AAM : Est-ce une volonté également de réguler pour faire face aux déserts médicaux ?
Dr JDD : C’est effectivement une préoccupation de l’Ordre car il y a un certain nombre de médecins sortant de l’Université qui font tout de suite de la médecine esthétique. Nous avons besoin d’arriver à un certain équilibre et à ce titre les acteurs ont fixé comme prérequis pour le DIU trois années de pratique préalables pour plusieurs raisons : une pratique de la patientèle, savoir poser un diagnostic, anticiper une complication… Il faut donc donner du temps aux jeunes médecins d’être formés au contact des patients.

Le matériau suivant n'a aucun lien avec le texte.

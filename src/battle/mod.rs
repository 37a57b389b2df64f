//! Battle collaborators consumed by spell effects.
//!
//! - [`Unit`]: a creature stack on the field
//! - [`BattleInfo`] / [`BattleState`]: read-only queries and the concrete store
//! - [`BattleCommand`]: the mutations effects emit
//! - [`PacketSender`] / [`BattleMutator`]: networked and local command sinks

mod unit;
mod state;
mod command;

pub use unit::{HealLevel, StatusId, TimedStatus, Unit};
pub use state::{BattleInfo, BattleState};
pub use command::{BattleCommand, BattleMutator, BattlePacket, PacketLog, PacketSender};
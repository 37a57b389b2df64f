//! Per-cast context handed to every effect.
//!
//! `Mechanics` answers "what is being cast, how, by whom, and onto which
//! battlefield". Effects never store it; they receive it on every call.

use rustc_hash::{FxHashMap, FxHashSet};

use crate::battle::{BattleInfo, Unit};
use crate::core::{BattleSide, CreatureId, Mode, SpellId, SpellLevel, UnitId};

/// Context of one cast.
pub trait Mechanics {
    /// Mastery level the cast resolves at.
    fn effect_level(&self) -> SpellLevel;

    /// Identity of the spell being cast.
    fn spell_id(&self) -> SpellId;

    /// What triggered the cast.
    fn mode(&self) -> Mode;

    /// Side the caster fights for.
    fn caster_side(&self) -> BattleSide;

    /// Base magnitude of the cast (damage, heal amount, summon size...).
    fn effect_value(&self) -> i64;

    /// The battlefield the cast happens on.
    fn battle(&self) -> &dyn BattleInfo;

    /// Hit points of one creature of the given kind, if known.
    fn creature_health(&self, creature: CreatureId) -> Option<i32>;

    /// Whether `unit` ignores this spell entirely.
    fn is_immune(&self, _unit: &Unit) -> bool {
        false
    }
}

/// Ready-made `Mechanics` over any `BattleInfo`.
///
/// ```
/// use spell_engine::battle::BattleState;
/// use spell_engine::core::{Mode, SpellId, SpellLevel};
/// use spell_engine::spells::{CastMechanics, Mechanics};
///
/// let state = BattleState::new();
/// let m = CastMechanics::new(&state, SpellId::CURE, SpellLevel::EXPERT)
///     .with_mode(Mode::CreatureActive)
///     .with_effect_value(30);
///
/// assert_eq!(m.effect_level(), SpellLevel::EXPERT);
/// assert_eq!(m.effect_value(), 30);
/// ```
pub struct CastMechanics<'a> {
    battle: &'a dyn BattleInfo,
    spell: SpellId,
    level: SpellLevel,
    mode: Mode,
    caster_side: BattleSide,
    effect_value: i64,
    creature_health: FxHashMap<CreatureId, i32>,
    immune: FxHashSet<UnitId>,
}

impl<'a> CastMechanics<'a> {
    /// Hero cast by the attacker with zero power.
    pub fn new(battle: &'a dyn BattleInfo, spell: SpellId, level: SpellLevel) -> Self {
        Self {
            battle,
            spell,
            level,
            mode: Mode::Hero,
            caster_side: BattleSide::Attacker,
            effect_value: 0,
            creature_health: FxHashMap::default(),
            immune: FxHashSet::default(),
        }
    }

    #[must_use]
    pub fn with_mode(mut self, mode: Mode) -> Self {
        self.mode = mode;
        self
    }

    #[must_use]
    pub fn with_caster_side(mut self, side: BattleSide) -> Self {
        self.caster_side = side;
        self
    }

    #[must_use]
    pub fn with_effect_value(mut self, value: i64) -> Self {
        self.effect_value = value;
        self
    }

    /// Declare the per-creature health of a creature kind.
    #[must_use]
    pub fn with_creature(mut self, creature: CreatureId, health: i32) -> Self {
        self.creature_health.insert(creature, health);
        self
    }

    /// Make a unit immune to this cast.
    #[must_use]
    pub fn with_immune(mut self, unit: UnitId) -> Self {
        self.immune.insert(unit);
        self
    }
}

impl Mechanics for CastMechanics<'_> {
    fn effect_level(&self) -> SpellLevel {
        self.level
    }

    fn spell_id(&self) -> SpellId {
        self.spell
    }

    fn mode(&self) -> Mode {
        self.mode
    }

    fn caster_side(&self) -> BattleSide {
        self.caster_side
    }

    fn effect_value(&self) -> i64 {
        self.effect_value
    }

    fn battle(&self) -> &dyn BattleInfo {
        self.battle
    }

    fn creature_health(&self, creature: CreatureId) -> Option<i32> {
        self.creature_health.get(&creature).copied()
    }

    fn is_immune(&self, unit: &Unit) -> bool {
        self.immune.contains(&unit.id)
    }
}
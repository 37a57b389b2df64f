//! Battle state: the units on the field.
//!
//! ## BattleInfo
//!
//! Read-only view used by effects while computing targets and legality.
//!
//! ## BattleState
//!
//! Concrete unit store. Uses `im` persistent maps so that cloning for
//! local lookahead is O(1): clone, apply speculative commands, discard.

use im::OrdMap;
use serde::{Deserialize, Serialize};

use crate::core::{BattleHex, BattleSide, CreatureId, UnitId, FIELD_HEIGHT, FIELD_WIDTH};

use super::command::{BattleCommand, BattleMutator};
use super::unit::{TimedStatus, Unit};

/// Read-only battle queries.
pub trait BattleInfo {
    /// All units, in id order, including dead ones.
    fn units(&self) -> Box<dyn Iterator<Item = &Unit> + '_>;

    /// Look up a unit by id.
    fn unit(&self, id: UnitId) -> Option<&Unit>;

    /// The unit standing on `hex`, if any.
    ///
    /// Living units take precedence over corpses on the same hex.
    fn unit_at(&self, hex: BattleHex) -> Option<&Unit> {
        let mut corpse = None;
        for unit in self.units().filter(|u| u.position == hex && !u.ghost) {
            if unit.alive() {
                return Some(unit);
            }
            corpse.get_or_insert(unit);
        }
        corpse
    }

    /// Whether a living unit occupies `hex`.
    fn is_occupied(&self, hex: BattleHex) -> bool {
        self.units().any(|u| u.alive() && u.position == hex)
    }

    /// First free playable hex on `side`'s deployment edge.
    ///
    /// Scans columns inward from the side's edge, top row first.
    fn free_hex(&self, side: BattleSide) -> Option<BattleHex> {
        let columns: Vec<i16> = match side {
            BattleSide::Attacker => (1..FIELD_WIDTH - 1).collect(),
            BattleSide::Defender => (1..FIELD_WIDTH - 1).rev().collect(),
        };
        columns
            .into_iter()
            .flat_map(|x| (0..FIELD_HEIGHT).filter_map(move |y| BattleHex::from_xy(x, y)))
            .find(|hex| !self.is_occupied(*hex))
    }
}

/// The units of one battle.
#[derive(Clone, Debug, Default, PartialEq, Serialize, Deserialize)]
pub struct BattleState {
    units: OrdMap<UnitId, Unit>,
    next_unit_id: u32,
}

impl BattleState {
    /// Create an empty battle.
    #[must_use]
    pub fn new() -> Self {
        Self::default()
    }

    /// Add a unit, keeping its id.
    ///
    /// Replaces any unit with the same id.
    pub fn add_unit(&mut self, unit: Unit) {
        self.next_unit_id = self.next_unit_id.max(unit.id.0 + 1);
        self.units.insert(unit.id, unit);
    }

    /// Allocate a fresh unit id.
    pub fn allocate_id(&mut self) -> UnitId {
        let id = UnitId(self.next_unit_id);
        self.next_unit_id += 1;
        id
    }

    /// Mutable access to a unit.
    pub fn unit_mut(&mut self, id: UnitId) -> Option<&mut Unit> {
        self.units.get_mut(&id)
    }

    /// Number of units, including dead ones.
    #[must_use]
    pub fn len(&self) -> usize {
        self.units.len()
    }

    #[must_use]
    pub fn is_empty(&self) -> bool {
        self.units.is_empty()
    }

    /// Summoned units of `side` that are still alive.
    pub fn summoned_creatures(&self, side: BattleSide) -> impl Iterator<Item = CreatureId> + '_ {
        self.units
            .values()
            .filter(move |u| u.side == side && u.summoned && u.alive())
            .map(|u| u.creature)
    }
}

impl BattleInfo for BattleState {
    fn units(&self) -> Box<dyn Iterator<Item = &Unit> + '_> {
        Box::new(self.units.values())
    }

    fn unit(&self, id: UnitId) -> Option<&Unit> {
        self.units.get(&id)
    }
}

impl BattleMutator for BattleState {
    fn apply_command(&mut self, command: &BattleCommand) {
        match command {
            BattleCommand::Damage { unit, amount } => {
                if let Some(u) = self.units.get_mut(unit) {
                    u.take_damage(*amount);
                }
            }
            BattleCommand::Heal { unit, amount, level } => {
                if let Some(u) = self.units.get_mut(unit) {
                    u.heal(*amount, *level);
                }
            }
            BattleCommand::Summon {
                creature,
                side,
                amount,
                health,
                position,
                permanent,
            } => {
                let id = self.allocate_id();
                let mut unit = Unit::new(id, *creature, *side, *position, *amount, *health);
                unit.summoned = true;
                unit.permanent = *permanent;
                self.units.insert(id, unit);
            }
            BattleCommand::AddStatus {
                unit,
                status,
                duration,
                cumulative,
            } => {
                if let Some(u) = self.units.get_mut(unit) {
                    let existing = u.statuses.iter_mut().find(|s| s.id == *status);
                    match existing {
                        Some(s) if *cumulative => s.turns_left += *duration,
                        Some(s) => s.turns_left = s.turns_left.max(*duration),
                        None => u.statuses.push(TimedStatus {
                            id: *status,
                            turns_left: *duration,
                        }),
                    }
                }
            }
            BattleCommand::RemoveStatuses { unit, statuses } => {
                if let Some(u) = self.units.get_mut(unit) {
                    if statuses.is_empty() {
                        u.statuses.clear();
                    } else {
                        u.statuses.retain(|s| !statuses.contains(&s.id));
                    }
                }
            }
        }
    }
}
//! Spell definitions loaded from configuration.
//!
//! A definition names a spell, fixes the aim type it starts from, and owns
//! the effect bundle of every mastery level:
//!
//! ```json
//! {
//!   "id": 17,
//!   "name": "Lightning Bolt",
//!   "targetType": "CREATURE",
//!   "levels": {
//!     "basic":  { "battleEffects": { "bolt": { "type": "damage" } } },
//!     "expert": { "battleEffects": { "bolt": { "type": "damage", "variance": 10 } } }
//!   }
//! }
//! ```
//!
//! Levels left out of `levels` simply have no effects.

use std::collections::BTreeMap;

use serde::{Deserialize, Serialize};
use serde_json::{Map, Value};

use crate::core::{AimType, ConfigError, SpellId, SpellLevel};
use crate::effects::{EffectBundle, EffectRegistry, LoadReport};

#[derive(Deserialize)]
#[serde(rename_all = "camelCase")]
struct RawSpell {
    id: SpellId,
    name: String,
    #[serde(default = "default_target_type")]
    target_type: AimType,
    #[serde(default)]
    levels: BTreeMap<String, RawLevel>,
}

#[derive(Default, Deserialize, Serialize)]
#[serde(rename_all = "camelCase")]
struct RawLevel {
    #[serde(default, skip_serializing_if = "Option::is_none")]
    battle_effects: Option<Value>,
}

fn default_target_type() -> AimType {
    AimType::NoTarget
}

/// A spell with its per-level effects.
#[derive(Debug)]
pub struct SpellDefinition {
    pub id: SpellId,
    pub name: String,
    /// Aim type before effects adjust it.
    pub target_type: AimType,
    bundle: EffectBundle,
}

impl SpellDefinition {
    /// Create a definition with no effects.
    pub fn new(id: SpellId, name: impl Into<String>, target_type: AimType) -> Self {
        Self {
            id,
            name: name.into(),
            target_type,
            bundle: EffectBundle::new(),
        }
    }

    /// Replace the effect bundle (builder pattern).
    #[must_use]
    pub fn with_bundle(mut self, bundle: EffectBundle) -> Self {
        self.bundle = bundle;
        self
    }

    /// Build a definition from JSON.
    ///
    /// Malformed definitions and unknown level names are errors. Individual
    /// effect entries that cannot be built are skipped and listed in the
    /// returned report.
    pub fn from_json(registry: &EffectRegistry, config: &Value) -> Result<(Self, LoadReport), ConfigError> {
        let raw = RawSpell::deserialize(config).map_err(ConfigError::InvalidSpell)?;

        let mut definition = Self::new(raw.id, raw.name, raw.target_type);
        let mut report = LoadReport::default();

        for (key, level_config) in raw.levels {
            let level = SpellLevel::from_name(&key).ok_or(ConfigError::UnknownLevel { level: key })?;
            if let Some(effects) = level_config.battle_effects {
                let level_report = definition.bundle.load_json(registry, level, &effects)?;
                report.loaded += level_report.loaded;
                report.skipped.extend(level_report.skipped);
            }
        }

        Ok((definition, report))
    }

    /// Serialize back into the form `from_json` reads.
    pub fn to_json(&self) -> Result<Value, serde_json::Error> {
        let mut levels = Map::new();
        for level in SpellLevel::all().filter(|level| !self.bundle.is_empty(*level)) {
            let raw = RawLevel {
                battle_effects: Some(self.bundle.save_json(level)?),
            };
            levels.insert(level.name().to_string(), serde_json::to_value(raw)?);
        }

        let mut out = Map::new();
        out.insert("id".to_string(), serde_json::to_value(self.id)?);
        out.insert("name".to_string(), Value::from(self.name.as_str()));
        out.insert("targetType".to_string(), serde_json::to_value(self.target_type)?);
        out.insert("levels".to_string(), Value::Object(levels));
        Ok(Value::Object(out))
    }

    #[must_use]
    pub fn bundle(&self) -> &EffectBundle {
        &self.bundle
    }

    pub fn bundle_mut(&mut self) -> &mut EffectBundle {
        &mut self.bundle
    }

    /// Aim types accepted at `level` once every effect has adjusted them.
    #[must_use]
    pub fn aim_types(&self, level: SpellLevel) -> Vec<AimType> {
        self.bundle.target_types(level, self.target_type)
    }
}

AAM : Pouvez vous nous préciser la notion du droit au titre ?
Dr J.-F. D. : Il est dans les prérogatives de l’Ordre de reconnaitre une autorisation d’exercice. Nous avons tous une qualification qui peut être de médecine générale ou autre résultant d’une formation à la faculté, mais il existe d’autres diplômes qui ne sont pas nationaux et l’Ordre peut les reconnaître sous certaines conditions avec un agrément pour 5 ans, date à laquelle une nouvelle évaluation a lieu. Le titre obtenu représente l’autorisation pour un médecin de mettre sur sa plaque et ordonnances une formation reconnue par l’institution au titre des articles R 4127-79 et suivants du code de la santé publique. Quand les patients iront consulter, ils sauront que leur médecin a une formation qui leur garantit une qualité de prise en charge. Inversement le praticien titulaire de cette autorisation sera conforté dans sa pratique.